Disclosed is a computer-implemented method for comparing text documents. The method comprises building a
database comprising first
text document data associated with a plurality of first text documents. The method further comprises receiving a query. The method also comprises converting the query to second
text document data. The method further comprises comparing second
text document data to first text document data and computing at least one
similarity measure between second text document data and first document data. Further disclosed is a computer-implemented method for
processing of similarities in text documents. The method comprises harmonizing at least one incoming query. It further comprises normalizing the at least one incoming harmonized query. The method also comprises constructing at least one query vector using the at least one normalized harmonized query. The method further comprises computing at least one
similarity measure between the at least one query vector and at least one further text document, wherein the at least one further text document underwent the previous steps.
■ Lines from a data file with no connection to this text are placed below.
#[cfg(test)]
mod tests {
    use std::sync::{Arc, Mutex};

    use anyhow::bail;

    use super::*;
    use crate::process::parse::Parser;
    use crate::process::{
        EXAMPLE_AC3_FRAME_SIZE, EXAMPLE_AC3_HEADER, EXAMPLE_EAC3_FRAME_SIZE, EXAMPLE_EAC3_HEADER,
        EXAMPLE_MPEG_FRAME_SIZE, EXAMPLE_MPEG_HEADER, example_frame,
    };
    use crate::structs::codec::PcmFormat;
    use crate::utils::buffer_pool::BufferPool;

    #[derive(Default)]
    struct Record {
        setups: Vec<OutputSetup>,
        buffers: Vec<(Vec<u8>, Option<i64>)>,
        flushes: usize,
        finished: bool,
    }

    struct TestSink {
        pool: BufferPool,
        wide_5_1: bool,
        busy_polls: usize,
        record: Arc<Mutex<Record>>,
    }

    impl TestSink {
        fn new(max_slot_size: usize) -> (Self, Arc<Mutex<Record>>) {
            let record = Arc::new(Mutex::new(Record::default()));
            let sink = Self {
                pool: BufferPool::new(4, max_slot_size),
                wide_5_1: false,
                busy_polls: 0,
                record: record.clone(),
            };
            (sink, record)
        }
    }

    impl OutputSink for TestSink {
        fn configure(&mut self, setup: &OutputSetup) -> Result<u16> {
            self.record.lock().unwrap().setups.push(*setup);
            Ok(if setup.channels == 6 && self.wide_5_1 { 8 } else { setup.channels })
        }

        fn max_buffer_size(&self) -> usize {
            self.pool.max_slot_size()
        }

        fn request_buffer(
            &mut self,
            size: usize,
            timestamp: Option<i64>,
        ) -> Result<Option<OutputBuffer>> {
            if self.busy_polls > 0 {
                self.busy_polls -= 1;
                return Ok(None);
            }
            Ok(self
                .pool
                .try_acquire(size)
                .map(|data| OutputBuffer { data, timestamp }))
        }

        fn submit(&mut self, buffer: OutputBuffer) -> Result<()> {
            self.record
                .lock()
                .unwrap()
                .buffers
                .push((buffer.data.clone(), buffer.timestamp));
            self.pool.release(buffer.data);
            Ok(())
        }

        fn flush(&mut self) {
            self.record.lock().unwrap().flushes += 1;
        }

        fn finish(&mut self) -> Result<()> {
            self.record.lock().unwrap().finished = true;
            Ok(())
        }
    }

    /// Emits `samples * channels` copies of 1..=channels, failing on call `fail_on`.
    struct TestDecoder {
        calls: usize,
        fail_on: Option<usize>,
    }

    impl FrameDecoder for TestDecoder {
        fn decode(&mut self, _frame: &[u8], info: &FrameInfo, pcm: &mut Vec<i16>) -> Result<()> {
            self.calls += 1;
            if self.fail_on == Some(self.calls) {
                bail!("corrupt frame");
            }
            for _ in 0..info.samples {
                pcm.extend(1..=info.channels as i16);
            }
            Ok(())
        }
    }

    fn ac3_frames(shared: &SharedParser, timestamps: &[i64]) -> Vec<u8> {
        let frame = example_frame(&EXAMPLE_AC3_HEADER, EXAMPLE_AC3_FRAME_SIZE);
        for &ts in timestamps {
            assert!(shared.append(&frame, Some(ts)));
        }
        frame
    }

    #[test]
    fn passthrough_keeps_order_and_timestamps() -> Result<()> {
        let shared = SharedParser::default();
        let frame = ac3_frames(&shared, &[100, 200, 300]);
        shared.finish();

        let (sink, record) = TestSink::new(4096);
        let mut drive = DriveLoop::new(shared.clone(), Box::new(sink));
        let stats = drive.run()?;

        assert_eq!(stats.frames_emitted, 3);
        assert_eq!(stats.samples_emitted, 3 * 1536);
        assert!((stats.duration.as_secs_f64() - 0.096).abs() < 1e-6);
        assert_eq!(stats.setup_changes, 1);

        let record = record.lock().unwrap();
        assert!(record.setups[0].passthrough);
        let timestamps: Vec<_> = record.buffers.iter().map(|(_, ts)| *ts).collect();
        assert_eq!(timestamps, [Some(100), Some(200), Some(300)]);
        assert!(record.buffers.iter().all(|(data, _)| *data == frame));
        assert!(record.finished);
        assert_eq!(drive.state(), DriveState::Idle);
        Ok(())
    }

    #[test]
    fn codec_switch_reconfigures_sink() -> Result<()> {
        let shared = SharedParser::default();
        ac3_frames(&shared, &[1, 2, 3]);
        let mpeg = example_frame(&EXAMPLE_MPEG_HEADER, EXAMPLE_MPEG_FRAME_SIZE);
        assert!(shared.append(&mpeg, Some(4)));
        assert!(shared.append(&mpeg, Some(5)));
        shared.finish();

        let (sink, record) = TestSink::new(4096);
        let stats = DriveLoop::new(shared, Box::new(sink)).run()?;

        assert_eq!(stats.frames_emitted, 5);
        assert_eq!(stats.setup_changes, 2);

        let record = record.lock().unwrap();
        assert_eq!(record.setups[0].codec, Codec::Ac3);
        assert_eq!(record.setups[1].codec, Codec::Mpeg);
        assert_eq!(record.setups[1].sampling_rate, 44100);
        Ok(())
    }

    #[test]
    fn pcm_five_one_is_widened_for_eight_channel_sink() -> Result<()> {
        let mut parser = Parser::default();
        parser.set_pcm_format(Some(PcmFormat {
            channels: 6,
            sampling_rate: 48000,
        }));
        let shared = SharedParser::new(parser);

        let samples: Vec<i16> = (1..=12).collect();
        let bytes: Vec<u8> = samples.iter().flat_map(|s| s.to_le_bytes()).collect();
        assert!(shared.append(&bytes, Some(0)));
        shared.finish();

        let (mut sink, record) = TestSink::new(4096);
        sink.wide_5_1 = true;
        let stats = DriveLoop::new(shared, Box::new(sink)).run()?;
        assert_eq!(stats.frames_emitted, 1);

        let record = record.lock().unwrap();
        assert!(!record.setups[0].passthrough);
        let out: Vec<i16> = record.buffers[0]
            .0
            .chunks_exact(2)
            .map(|b| i16::from_le_bytes([b[0], b[1]]))
            .collect();
        assert_eq!(out, [1, 2, 3, 4, 5, 6, 0, 0, 7, 8, 9, 10, 11, 12, 0, 0]);
        Ok(())
    }

    #[test]
    fn decoded_eac3_is_widened() -> Result<()> {
        let shared = SharedParser::default();
        let frame = example_frame(&EXAMPLE_EAC3_HEADER, EXAMPLE_EAC3_FRAME_SIZE);
        assert!(shared.append(&frame, Some(42)));
        shared.finish();

        let (mut sink, record) = TestSink::new(64 * 1024);
        sink.wide_5_1 = true;
        let decoder = TestDecoder {
            calls: 0,
            fail_on: None,
        };
        let stats = DriveLoop::new(shared, Box::new(sink))
            .with_decoder(Box::new(decoder))
            .run()?;

        assert_eq!(stats.frames_emitted, 1);
        let record = record.lock().unwrap();
        // 1536 samples of 8 channels, 2 bytes each.
        assert_eq!(record.buffers[0].0.len(), 1536 * 8 * 2);
        assert_eq!(record.buffers[0].1, Some(42));
        Ok(())
    }

    #[test]
    fn decode_failure_resets_stream() -> Result<()> {
        let shared = SharedParser::default();
        ac3_frames(&shared, &[1, 2, 3]);
        shared.finish();

        let (sink, record) = TestSink::new(64 * 1024);
        let decoder = TestDecoder {
            calls: 0,
            fail_on: Some(2),
        };
        let stats = DriveLoop::new(shared.clone(), Box::new(sink))
            .with_decoder(Box::new(decoder))
            .run()?;

        assert_eq!(stats.frames_emitted, 1);
        assert_eq!(stats.errors, 1);
        assert_eq!(stats.resets, 1);
        assert_eq!(shared.lock().len(), 0);
        assert!(!shared.reset_requested());
        assert_eq!(record.lock().unwrap().flushes, 1);
        Ok(())
    }

    #[test]
    fn strict_mode_returns_decode_failure() {
        let shared = SharedParser::default();
        ac3_frames(&shared, &[1]);
        shared.finish();

        let (sink, _record) = TestSink::new(64 * 1024);
        let decoder = TestDecoder {
            calls: 0,
            fail_on: Some(1),
        };
        let mut drive = DriveLoop::new(shared, Box::new(sink)).with_decoder(Box::new(decoder));
        drive.set_fail_level(Level::Warn);

        let err = drive.run().unwrap_err();
        assert!(matches!(
            err.downcast_ref::<DriveError>(),
            Some(DriveError::DecodeFailed { .. })
        ));
    }

    #[test]
    fn oversized_output_resets_stream() -> Result<()> {
        let shared = SharedParser::default();
        ac3_frames(&shared, &[1, 2]);
        shared.finish();

        let (sink, record) = TestSink::new(64);
        let stats = DriveLoop::new(shared, Box::new(sink)).run()?;

        assert_eq!(stats.frames_emitted, 0);
        assert_eq!(stats.resets, 1);
        assert!(record.lock().unwrap().buffers.is_empty());
        Ok(())
    }

    #[test]
    fn busy_sink_is_polled() -> Result<()> {
        let shared = SharedParser::default();
        ac3_frames(&shared, &[7]);
        shared.finish();

        let (mut sink, record) = TestSink::new(4096);
        sink.busy_polls = 3;
        let mut drive = DriveLoop::new(shared, Box::new(sink));
        drive.set_poll_interval(Duration::from_millis(1));

        assert_eq!(drive.run()?.frames_emitted, 1);
        assert_eq!(record.lock().unwrap().buffers[0].1, Some(7));
        Ok(())
    }

    struct CrashingSink;

    impl OutputSink for CrashingSink {
        fn configure(&mut self, setup: &OutputSetup) -> Result<u16> {
            Ok(setup.channels)
        }

        fn max_buffer_size(&self) -> usize {
            4096
        }

        fn request_buffer(
            &mut self,
            size: usize,
            timestamp: Option<i64>,
        ) -> Result<Option<OutputBuffer>> {
            Ok(Some(OutputBuffer {
                data: Vec::with_capacity(size),
                timestamp,
            }))
        }

        fn submit(&mut self, _buffer: OutputBuffer) -> Result<()> {
            panic!("sink crashed");
        }
    }

    #[test]
    fn reset_after_worker_panic_does_not_hang() {
        let shared = SharedParser::default();
        ac3_frames(&shared, &[1, 2]);

        let handle = DriveLoop::new(shared.clone(), Box::new(CrashingSink)).spawn();
        assert!(handle.join().is_err());

        // No loop is left to serve the request, so it completes here.
        shared.request_reset();
        assert_eq!(shared.lock().len(), 0);
        assert!(!shared.reset_requested());
    }

    #[test]
    fn reset_request_is_honored_by_running_loop() -> Result<()> {
        let shared = SharedParser::default();
        // Header only: the loop idles waiting for the rest of the frame.
        assert!(shared.append(&EXAMPLE_AC3_HEADER, Some(1)));

        let (sink, _record) = TestSink::new(4096);
        let mut drive = DriveLoop::new(shared.clone(), Box::new(sink));
        drive.set_idle_timeout(Duration::from_millis(1));
        let handle = drive.spawn();

        shared.request_reset();
        assert_eq!(shared.lock().len(), 0);

        shared.stop();
        let stats = handle.join().unwrap()?;
        assert_eq!(stats.resets, 1);
        assert_eq!(stats.frames_emitted, 0);
        Ok(())
    }
}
Also disclosed is a computer-implemented
system. The
system comprises at least one memory component adapted for at least storing a
database comprising a plurality of first text document data associated with first text documents. The
system also comprises at least one
input device adapted for receiving a query. The query comprises a second text document and / or information identifying a second text document. The second text document is associated with second text document data comprised within first text document data already stored within the memory component. The system further comprises at least one
processing component adapted for converting a query into second text document data and / or retrieving second text document data associated with the query from storage within the at least one memory component. The
processing component is also adapted to compare second text document data to the first text document data stored within the at least one memory component. The system also comprises at least one
output device adapted for returning information identifying at least one similar first text document associated with first text document data. The similar first text documents is most similar among first text documents to the query.